Supplied information:
━━━━━━━━━━━━━━━━
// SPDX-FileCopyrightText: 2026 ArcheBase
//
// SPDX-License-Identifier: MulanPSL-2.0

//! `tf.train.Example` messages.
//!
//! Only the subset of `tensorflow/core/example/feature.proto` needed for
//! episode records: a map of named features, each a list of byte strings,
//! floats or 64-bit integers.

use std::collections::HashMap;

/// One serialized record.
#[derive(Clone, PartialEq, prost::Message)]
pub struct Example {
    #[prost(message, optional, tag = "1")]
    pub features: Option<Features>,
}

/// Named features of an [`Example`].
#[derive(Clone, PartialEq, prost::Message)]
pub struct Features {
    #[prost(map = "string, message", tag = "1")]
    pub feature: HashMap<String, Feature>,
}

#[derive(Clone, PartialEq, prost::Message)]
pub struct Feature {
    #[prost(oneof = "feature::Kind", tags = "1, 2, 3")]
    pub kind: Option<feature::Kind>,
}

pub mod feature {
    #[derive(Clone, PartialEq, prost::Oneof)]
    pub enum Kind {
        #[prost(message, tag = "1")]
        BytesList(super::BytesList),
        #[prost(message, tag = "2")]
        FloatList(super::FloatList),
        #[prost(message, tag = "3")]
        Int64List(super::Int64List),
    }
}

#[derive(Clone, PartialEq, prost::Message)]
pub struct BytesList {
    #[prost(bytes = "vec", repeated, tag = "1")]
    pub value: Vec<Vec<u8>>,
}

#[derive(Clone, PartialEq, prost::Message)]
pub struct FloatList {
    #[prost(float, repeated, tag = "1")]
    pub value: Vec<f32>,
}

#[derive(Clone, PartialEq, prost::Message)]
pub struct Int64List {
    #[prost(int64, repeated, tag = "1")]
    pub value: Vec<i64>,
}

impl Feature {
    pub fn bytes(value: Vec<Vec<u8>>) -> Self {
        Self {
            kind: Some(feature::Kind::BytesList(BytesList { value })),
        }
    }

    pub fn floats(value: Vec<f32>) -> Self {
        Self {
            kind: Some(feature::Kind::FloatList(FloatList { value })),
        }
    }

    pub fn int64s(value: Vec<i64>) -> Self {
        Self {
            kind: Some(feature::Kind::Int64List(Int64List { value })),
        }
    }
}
━━━━━━━━━━━━━━━━
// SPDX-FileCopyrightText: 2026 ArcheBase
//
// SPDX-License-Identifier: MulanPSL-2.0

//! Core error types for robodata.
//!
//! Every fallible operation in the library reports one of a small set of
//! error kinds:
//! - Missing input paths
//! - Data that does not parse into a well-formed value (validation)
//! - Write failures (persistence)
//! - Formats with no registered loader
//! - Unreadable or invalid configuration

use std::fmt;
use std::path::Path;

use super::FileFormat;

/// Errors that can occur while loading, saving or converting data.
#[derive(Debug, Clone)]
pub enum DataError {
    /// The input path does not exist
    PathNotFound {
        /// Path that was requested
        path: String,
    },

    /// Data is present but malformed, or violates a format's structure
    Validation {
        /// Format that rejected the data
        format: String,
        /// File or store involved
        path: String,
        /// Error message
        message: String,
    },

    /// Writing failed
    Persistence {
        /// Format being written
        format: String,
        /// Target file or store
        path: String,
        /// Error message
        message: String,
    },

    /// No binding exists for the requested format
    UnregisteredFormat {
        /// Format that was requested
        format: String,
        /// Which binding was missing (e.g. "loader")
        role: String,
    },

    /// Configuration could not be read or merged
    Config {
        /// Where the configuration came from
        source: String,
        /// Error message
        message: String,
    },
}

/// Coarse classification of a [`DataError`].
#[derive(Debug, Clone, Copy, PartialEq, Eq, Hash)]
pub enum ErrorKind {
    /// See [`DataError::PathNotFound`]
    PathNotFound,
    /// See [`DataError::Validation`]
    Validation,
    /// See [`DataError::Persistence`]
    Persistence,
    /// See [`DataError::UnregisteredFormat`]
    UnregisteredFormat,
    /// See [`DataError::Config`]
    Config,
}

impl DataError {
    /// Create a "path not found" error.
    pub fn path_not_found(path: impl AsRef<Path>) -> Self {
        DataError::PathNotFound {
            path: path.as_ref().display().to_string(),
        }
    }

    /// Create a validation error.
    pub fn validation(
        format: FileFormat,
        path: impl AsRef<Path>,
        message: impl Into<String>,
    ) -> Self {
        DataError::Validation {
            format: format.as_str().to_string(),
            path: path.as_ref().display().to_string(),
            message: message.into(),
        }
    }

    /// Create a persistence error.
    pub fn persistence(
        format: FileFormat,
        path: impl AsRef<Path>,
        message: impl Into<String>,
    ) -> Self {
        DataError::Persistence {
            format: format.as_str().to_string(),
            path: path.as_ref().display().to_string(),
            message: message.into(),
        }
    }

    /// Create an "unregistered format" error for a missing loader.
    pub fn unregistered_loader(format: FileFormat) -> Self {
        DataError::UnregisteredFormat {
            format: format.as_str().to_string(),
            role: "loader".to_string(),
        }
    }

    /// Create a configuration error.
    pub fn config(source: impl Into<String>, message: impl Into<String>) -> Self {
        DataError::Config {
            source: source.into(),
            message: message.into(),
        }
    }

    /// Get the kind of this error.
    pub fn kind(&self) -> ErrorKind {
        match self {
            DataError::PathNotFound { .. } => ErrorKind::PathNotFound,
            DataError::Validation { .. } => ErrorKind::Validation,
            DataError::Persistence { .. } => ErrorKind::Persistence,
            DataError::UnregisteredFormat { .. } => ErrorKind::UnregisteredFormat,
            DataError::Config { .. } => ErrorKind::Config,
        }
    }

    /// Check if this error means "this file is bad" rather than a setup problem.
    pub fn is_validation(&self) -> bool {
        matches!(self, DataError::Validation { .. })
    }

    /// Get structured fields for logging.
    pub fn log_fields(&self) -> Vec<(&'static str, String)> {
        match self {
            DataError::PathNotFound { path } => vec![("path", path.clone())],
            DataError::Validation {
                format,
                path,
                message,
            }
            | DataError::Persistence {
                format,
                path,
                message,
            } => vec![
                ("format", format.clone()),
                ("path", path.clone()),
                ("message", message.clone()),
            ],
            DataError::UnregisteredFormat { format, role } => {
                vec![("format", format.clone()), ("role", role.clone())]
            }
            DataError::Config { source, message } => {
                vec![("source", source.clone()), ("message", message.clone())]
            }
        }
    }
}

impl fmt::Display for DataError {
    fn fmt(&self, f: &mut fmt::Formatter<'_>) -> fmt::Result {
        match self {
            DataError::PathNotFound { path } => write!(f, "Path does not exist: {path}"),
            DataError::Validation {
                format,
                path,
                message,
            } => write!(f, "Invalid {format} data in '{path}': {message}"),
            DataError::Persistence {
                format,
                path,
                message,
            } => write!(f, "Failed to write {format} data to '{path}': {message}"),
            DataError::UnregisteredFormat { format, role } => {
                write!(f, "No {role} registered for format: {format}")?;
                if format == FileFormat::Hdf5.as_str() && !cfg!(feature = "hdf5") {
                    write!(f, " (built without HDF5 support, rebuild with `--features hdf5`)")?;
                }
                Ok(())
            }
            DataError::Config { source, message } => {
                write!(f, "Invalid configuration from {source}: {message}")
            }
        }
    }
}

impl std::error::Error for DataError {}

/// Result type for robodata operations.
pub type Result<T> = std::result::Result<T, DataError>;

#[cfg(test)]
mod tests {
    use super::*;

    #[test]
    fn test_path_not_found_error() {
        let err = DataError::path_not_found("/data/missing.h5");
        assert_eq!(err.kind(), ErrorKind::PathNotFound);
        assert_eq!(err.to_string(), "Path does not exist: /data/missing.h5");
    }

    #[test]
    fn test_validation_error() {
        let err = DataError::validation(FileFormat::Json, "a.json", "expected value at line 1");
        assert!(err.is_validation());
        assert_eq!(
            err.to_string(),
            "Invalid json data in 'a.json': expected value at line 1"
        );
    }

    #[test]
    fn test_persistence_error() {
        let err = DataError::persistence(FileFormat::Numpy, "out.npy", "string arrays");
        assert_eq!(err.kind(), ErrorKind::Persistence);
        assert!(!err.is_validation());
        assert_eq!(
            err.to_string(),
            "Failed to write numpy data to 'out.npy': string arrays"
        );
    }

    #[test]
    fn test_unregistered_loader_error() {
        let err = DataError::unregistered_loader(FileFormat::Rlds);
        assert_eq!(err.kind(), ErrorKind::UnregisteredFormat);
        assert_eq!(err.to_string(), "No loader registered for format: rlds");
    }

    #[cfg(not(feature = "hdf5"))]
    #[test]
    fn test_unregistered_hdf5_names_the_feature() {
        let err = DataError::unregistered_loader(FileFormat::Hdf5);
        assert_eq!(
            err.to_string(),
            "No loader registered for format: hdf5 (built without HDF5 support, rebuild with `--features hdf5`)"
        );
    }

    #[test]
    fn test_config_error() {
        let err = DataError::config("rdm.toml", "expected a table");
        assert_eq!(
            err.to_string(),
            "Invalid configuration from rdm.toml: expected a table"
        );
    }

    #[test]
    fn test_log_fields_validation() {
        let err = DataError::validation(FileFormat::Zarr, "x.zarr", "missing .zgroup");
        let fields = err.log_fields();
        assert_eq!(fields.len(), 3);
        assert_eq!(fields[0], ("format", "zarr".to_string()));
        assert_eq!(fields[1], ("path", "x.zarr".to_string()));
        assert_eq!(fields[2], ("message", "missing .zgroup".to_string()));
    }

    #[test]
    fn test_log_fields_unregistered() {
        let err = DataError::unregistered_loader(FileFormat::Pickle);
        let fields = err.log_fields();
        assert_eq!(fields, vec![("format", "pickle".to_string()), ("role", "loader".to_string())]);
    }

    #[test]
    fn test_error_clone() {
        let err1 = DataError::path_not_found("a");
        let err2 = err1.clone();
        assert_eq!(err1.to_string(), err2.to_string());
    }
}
━━━━━━━━━━━━━━━━
What is expected:
Across the listing, count the lines that contain "arrays". Nothing but the number should be returned.

Output of the exercise:
2